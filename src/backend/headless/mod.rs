//! Headless render context.
//!
//! Behaves like one of the supported device backends without a GPU: device
//! objects live in host memory, state changes are validated the way the
//! device would validate them and every command is recorded for inspection.

mod commands;
mod factory;

pub use commands::{DrawCall, RecordedCommand};
pub use factory::HeadlessFactory;

use std::any::Any;
use std::sync::atomic::{AtomicU32, Ordering};

use crate::backend::traits::*;
use crate::backend::types::*;
use crate::BackendType;

/// Vertex buffer slots available on every backend
pub const MAX_VERTEX_BUFFER_SLOTS: u32 = 8;

static NEXT_CONTEXT_ID: AtomicU32 = AtomicU32::new(1);

/// Binding state validated against the bound resource binding slots
#[derive(Debug, Default)]
struct BoundResources {
    slots: Option<ResourceBindingSlotsHandle>,
    constant_buffers: Vec<Option<BufferHandle>>,
    textures: Vec<Option<TextureBindingHandle>>,
    samplers: Vec<Option<SamplerHandle>>,
}

/// Render context backed by [`HeadlessFactory`]
#[derive(Debug)]
pub struct HeadlessContext {
    id: ContextId,
    factory: HeadlessFactory,
    window_size: (u32, u32),
    clear_color: [f32; 4],
    framebuffer: Option<FramebufferHandle>,
    viewport: Viewport,
    scissor: Option<ScissorRect>,
    vertex_buffers: [Option<BufferHandle>; MAX_VERTEX_BUFFER_SLOTS as usize],
    index_buffer: Option<(BufferHandle, IndexFormat)>,
    shader_set: Option<ShaderSetHandle>,
    bound: BoundResources,
    rasterizer_state: RasterizerStateHandle,
    depth_stencil_state: DepthStencilStateHandle,
    default_depth_stencil_state: DepthStencilStateHandle,
    point_sampler: SamplerHandle,
    anisox4_sampler: SamplerHandle,
    commands: Vec<RecordedCommand>,
    frames_presented: u64,
    debug: bool,
}

impl HeadlessContext {
    /// Create a context emulating `backend` with a window of the given size
    pub fn new(backend: BackendType, width: u32, height: u32) -> BackendResult<Self> {
        let id = ContextId(NEXT_CONTEXT_ID.fetch_add(1, Ordering::Relaxed));
        let mut factory = HeadlessFactory::new(id, backend);

        let rasterizer_state = factory.create_rasterizer_state(&RasterizerDescriptor::default())?;
        let default_depth_stencil_state =
            factory.create_depth_stencil_state(&DepthStencilDescriptor::default())?;
        let point_sampler = factory.create_sampler_state(&SamplerDescriptor::point())?;
        let anisox4_sampler = factory.create_sampler_state(&SamplerDescriptor::anisotropic(4))?;

        log::info!(
            "Created headless {} context #{} ({}x{})",
            backend,
            id.0,
            width,
            height
        );

        Ok(Self {
            id,
            factory,
            window_size: (width, height),
            clear_color: [0.0, 0.0, 0.0, 1.0],
            framebuffer: None,
            viewport: Viewport::new(0, 0, width, height),
            scissor: None,
            vertex_buffers: [None; MAX_VERTEX_BUFFER_SLOTS as usize],
            index_buffer: None,
            shader_set: None,
            bound: BoundResources::default(),
            rasterizer_state,
            depth_stencil_state: default_depth_stencil_state,
            default_depth_stencil_state,
            point_sampler,
            anisox4_sampler,
            commands: Vec::new(),
            frames_presented: 0,
            debug: false,
        })
    }

    /// Log every recorded command at debug level, like a native debug device
    pub fn with_debug(mut self, debug: bool) -> Self {
        self.debug = debug;
        self
    }

    pub fn is_debug(&self) -> bool {
        self.debug
    }

    /// Factory with read access to device object contents
    pub fn factory(&self) -> &HeadlessFactory {
        &self.factory
    }

    /// Every command recorded since the last [`HeadlessContext::take_commands`]
    pub fn commands(&self) -> &[RecordedCommand] {
        &self.commands
    }

    /// Recorded draw calls, in submission order
    pub fn draw_calls(&self) -> impl Iterator<Item = &DrawCall> {
        self.commands.iter().filter_map(RecordedCommand::as_draw)
    }

    /// Drain the recorded commands
    pub fn take_commands(&mut self) -> Vec<RecordedCommand> {
        std::mem::take(&mut self.commands)
    }

    /// Number of `swap_buffers` calls so far
    pub fn frames_presented(&self) -> u64 {
        self.frames_presented
    }

    /// Active scissor rectangle, if any
    pub fn scissor(&self) -> Option<ScissorRect> {
        self.scissor
    }

    /// Resize the window; the viewport is reset to cover it
    pub fn resize(&mut self, width: u32, height: u32) {
        self.window_size = (width, height);
        self.viewport = Viewport::new(0, 0, width, height);
    }

    fn record(&mut self, command: RecordedCommand) {
        if self.debug {
            log::debug!("context #{}: {:?}", self.id.0, command);
        }
        self.commands.push(command);
    }

    fn texel_for_clear(&self, format: TextureFormat) -> Vec<u8> {
        let to_u8 = |c: f32| (c.clamp(0.0, 1.0) * 255.0).round() as u8;
        let [r, g, b, a] = self.clear_color;
        match format {
            TextureFormat::Rgba8Unorm => vec![to_u8(r), to_u8(g), to_u8(b), to_u8(a)],
            TextureFormat::Bgra8Unorm => vec![to_u8(b), to_u8(g), to_u8(r), to_u8(a)],
            TextureFormat::Rgba32Float => {
                bytemuck::cast_slice::<f32, u8>(&self.clear_color[..]).to_vec()
            }
            TextureFormat::R8Uint => vec![to_u8(r)],
            TextureFormat::R16Uint => ((r.clamp(0.0, 1.0) * 65535.0) as u16)
                .to_le_bytes()
                .to_vec(),
        }
    }

    fn check_slot(kind: SlotKind, slot: u32, count: u32) -> BackendResult<usize> {
        if slot < count {
            Ok(slot as usize)
        } else {
            Err(BackendError::InvalidSlot { kind, slot, count })
        }
    }
}

impl RenderContext for HeadlessContext {
    fn context_id(&self) -> ContextId {
        self.id
    }

    fn backend_type(&self) -> BackendType {
        self.factory.backend_type()
    }

    fn resource_factory(&mut self) -> &mut dyn ResourceFactory {
        &mut self.factory
    }

    fn window_size(&self) -> (u32, u32) {
        self.window_size
    }

    fn set_framebuffer(&mut self, framebuffer: FramebufferHandle) -> BackendResult<()> {
        self.factory.framebuffer_attachments(framebuffer)?;
        self.framebuffer = Some(framebuffer);
        self.record(RecordedCommand::SetFramebuffer(Some(framebuffer)));
        Ok(())
    }

    fn set_default_framebuffer(&mut self) {
        self.framebuffer = None;
        self.record(RecordedCommand::SetFramebuffer(None));
    }

    fn current_framebuffer(&self) -> Option<FramebufferHandle> {
        self.framebuffer
    }

    fn set_clear_color(&mut self, color: [f32; 4]) {
        self.clear_color = color;
    }

    fn clear_buffer(&mut self) -> BackendResult<()> {
        if let Some(framebuffer) = self.framebuffer {
            let (color, depth) = self.factory.framebuffer_attachments(framebuffer)?;
            if let Some(color) = color {
                let format = self.factory.texture_descriptor(color)?.format;
                let texel = self.texel_for_clear(format);
                self.factory.fill_texture(color, &texel)?;
            }
            if let Some(depth) = depth {
                self.factory.fill_texture(depth, &u16::MAX.to_le_bytes())?;
            }
        }
        self.record(RecordedCommand::Clear {
            framebuffer: self.framebuffer,
            color: self.clear_color,
        });
        Ok(())
    }

    fn viewport(&self) -> Viewport {
        self.viewport
    }

    fn set_viewport(&mut self, viewport: Viewport) {
        self.viewport = viewport;
        self.record(RecordedCommand::SetViewport(viewport));
    }

    fn set_scissor_rectangle(&mut self, rect: ScissorRect) {
        self.scissor = Some(rect);
        self.record(RecordedCommand::SetScissor(Some(rect)));
    }

    fn clear_scissor_rectangle(&mut self) {
        self.scissor = None;
        self.record(RecordedCommand::SetScissor(None));
    }

    fn set_vertex_buffer(&mut self, slot: u32, buffer: BufferHandle) -> BackendResult<()> {
        let index = Self::check_slot(SlotKind::VertexBuffer, slot, MAX_VERTEX_BUFFER_SLOTS)?;
        let (usage, _) = self.factory.buffer_usage(buffer)?;
        if !usage.contains(BufferUsage::VERTEX) {
            return Err(BackendError::InvalidHandle {
                kind: "vertex buffer",
                raw: buffer.0,
            });
        }
        self.vertex_buffers[index] = Some(buffer);
        self.record(RecordedCommand::SetVertexBuffer { slot, buffer });
        Ok(())
    }

    fn set_index_buffer(&mut self, buffer: BufferHandle, format: IndexFormat) -> BackendResult<()> {
        let (usage, _) = self.factory.buffer_usage(buffer)?;
        if !usage.contains(BufferUsage::INDEX) {
            return Err(BackendError::InvalidHandle {
                kind: "index buffer",
                raw: buffer.0,
            });
        }
        self.index_buffer = Some((buffer, format));
        self.record(RecordedCommand::SetIndexBuffer { buffer, format });
        Ok(())
    }

    fn set_shader_set(&mut self, shader_set: ShaderSetHandle) -> BackendResult<()> {
        self.factory.shader_set_inputs(shader_set)?;
        self.shader_set = Some(shader_set);
        self.record(RecordedCommand::SetShaderSet(shader_set));
        Ok(())
    }

    fn set_resource_binding_slots(
        &mut self,
        slots: ResourceBindingSlotsHandle,
    ) -> BackendResult<()> {
        let (_, constants, textures) = self.factory.binding_slot_counts(slots)?;
        self.bound = BoundResources {
            slots: Some(slots),
            constant_buffers: vec![None; constants as usize],
            textures: vec![None; textures as usize],
            samplers: vec![None; textures as usize],
        };
        self.record(RecordedCommand::SetResourceBindingSlots(slots));
        Ok(())
    }

    fn set_constant_buffer(&mut self, slot: u32, buffer: BufferHandle) -> BackendResult<()> {
        let count = self.bound.constant_buffers.len() as u32;
        let index = Self::check_slot(SlotKind::ConstantBuffer, slot, count)?;
        let (usage, _) = self.factory.buffer_usage(buffer)?;
        if !usage.contains(BufferUsage::CONSTANT) {
            return Err(BackendError::InvalidHandle {
                kind: "constant buffer",
                raw: buffer.0,
            });
        }
        self.bound.constant_buffers[index] = Some(buffer);
        self.record(RecordedCommand::SetConstantBuffer { slot, buffer });
        Ok(())
    }

    fn set_texture(&mut self, slot: u32, binding: TextureBindingHandle) -> BackendResult<()> {
        let count = self.bound.textures.len() as u32;
        let index = Self::check_slot(SlotKind::Texture, slot, count)?;
        self.factory.binding_texture(binding)?;
        self.bound.textures[index] = Some(binding);
        self.record(RecordedCommand::SetTexture { slot, binding });
        Ok(())
    }

    fn set_sampler_state(&mut self, slot: u32, sampler: SamplerHandle) -> BackendResult<()> {
        let count = self.bound.samplers.len() as u32;
        let index = Self::check_slot(SlotKind::Sampler, slot, count)?;
        self.factory.check_sampler(sampler)?;
        self.bound.samplers[index] = Some(sampler);
        self.record(RecordedCommand::SetSampler { slot, sampler });
        Ok(())
    }

    fn rasterizer_state(&self) -> RasterizerStateHandle {
        self.rasterizer_state
    }

    fn set_rasterizer_state(&mut self, state: RasterizerStateHandle) -> BackendResult<()> {
        self.factory.rasterizer_descriptor(state)?;
        self.rasterizer_state = state;
        self.record(RecordedCommand::SetRasterizerState(state));
        Ok(())
    }

    fn depth_stencil_state(&self) -> DepthStencilStateHandle {
        self.depth_stencil_state
    }

    fn set_depth_stencil_state(&mut self, state: DepthStencilStateHandle) -> BackendResult<()> {
        self.factory.depth_stencil_descriptor(state)?;
        self.depth_stencil_state = state;
        self.record(RecordedCommand::SetDepthStencilState(state));
        Ok(())
    }

    fn default_depth_stencil_state(&self) -> DepthStencilStateHandle {
        self.default_depth_stencil_state
    }

    fn point_sampler(&self) -> SamplerHandle {
        self.point_sampler
    }

    fn anisox4_sampler(&self) -> SamplerHandle {
        self.anisox4_sampler
    }

    fn draw_indexed_primitives(&mut self, count: u32, start_index: u32) -> BackendResult<()> {
        let shader_set = self
            .shader_set
            .ok_or(BackendError::IncompleteDrawState("no shader set bound"))?;
        let slots = self
            .bound
            .slots
            .ok_or(BackendError::IncompleteDrawState("no resource binding slots bound"))?;
        let (slots_set, _, _) = self.factory.binding_slot_counts(slots)?;
        if slots_set != shader_set {
            return Err(BackendError::IncompleteDrawState(
                "resource binding slots belong to a different shader set",
            ));
        }
        let inputs = self.factory.shader_set_inputs(shader_set)?;
        if self
            .vertex_buffers
            .iter()
            .take(inputs as usize)
            .any(Option::is_none)
        {
            return Err(BackendError::IncompleteDrawState("vertex buffer slot unbound"));
        }
        if self.bound.constant_buffers.iter().any(Option::is_none) {
            return Err(BackendError::IncompleteDrawState("constant buffer slot unbound"));
        }
        if self.bound.textures.iter().any(Option::is_none) {
            return Err(BackendError::IncompleteDrawState("texture slot unbound"));
        }
        let (index_buffer, format) = self
            .index_buffer
            .ok_or(BackendError::IncompleteDrawState("no index buffer bound"))?;
        let (_, size) = self.factory.buffer_usage(index_buffer)?;
        let index_size = match format {
            IndexFormat::Uint16 => 2,
            IndexFormat::Uint32 => 4,
        };
        if (start_index as usize + count as usize) * index_size > size {
            return Err(BackendError::IncompleteDrawState(
                "index range exceeds the bound index buffer",
            ));
        }

        let draw = DrawCall {
            framebuffer: self.framebuffer,
            viewport: self.viewport,
            shader_set,
            rasterizer_state: self.rasterizer_state,
            depth_stencil_state: self.depth_stencil_state,
            constant_buffers: self.bound.constant_buffers.clone(),
            textures: self.bound.textures.clone(),
            samplers: self.bound.samplers.clone(),
            index_count: count,
            start_index,
        };
        self.record(RecordedCommand::DrawIndexed(draw));
        Ok(())
    }

    fn swap_buffers(&mut self) -> BackendResult<()> {
        self.frames_presented += 1;
        self.record(RecordedCommand::SwapBuffers);
        Ok(())
    }

    fn as_any(&self) -> &dyn Any {
        self
    }

    fn as_any_mut(&mut self) -> &mut dyn Any {
        self
    }
}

- What to produce
Determine which lines above include the word "SamplerDescriptor", and report those lines in full.

- Task response
        let point_sampler = factory.create_sampler_state(&SamplerDescriptor::point())?;
        let anisox4_sampler = factory.create_sampler_state(&SamplerDescriptor::anisotropic(4))?;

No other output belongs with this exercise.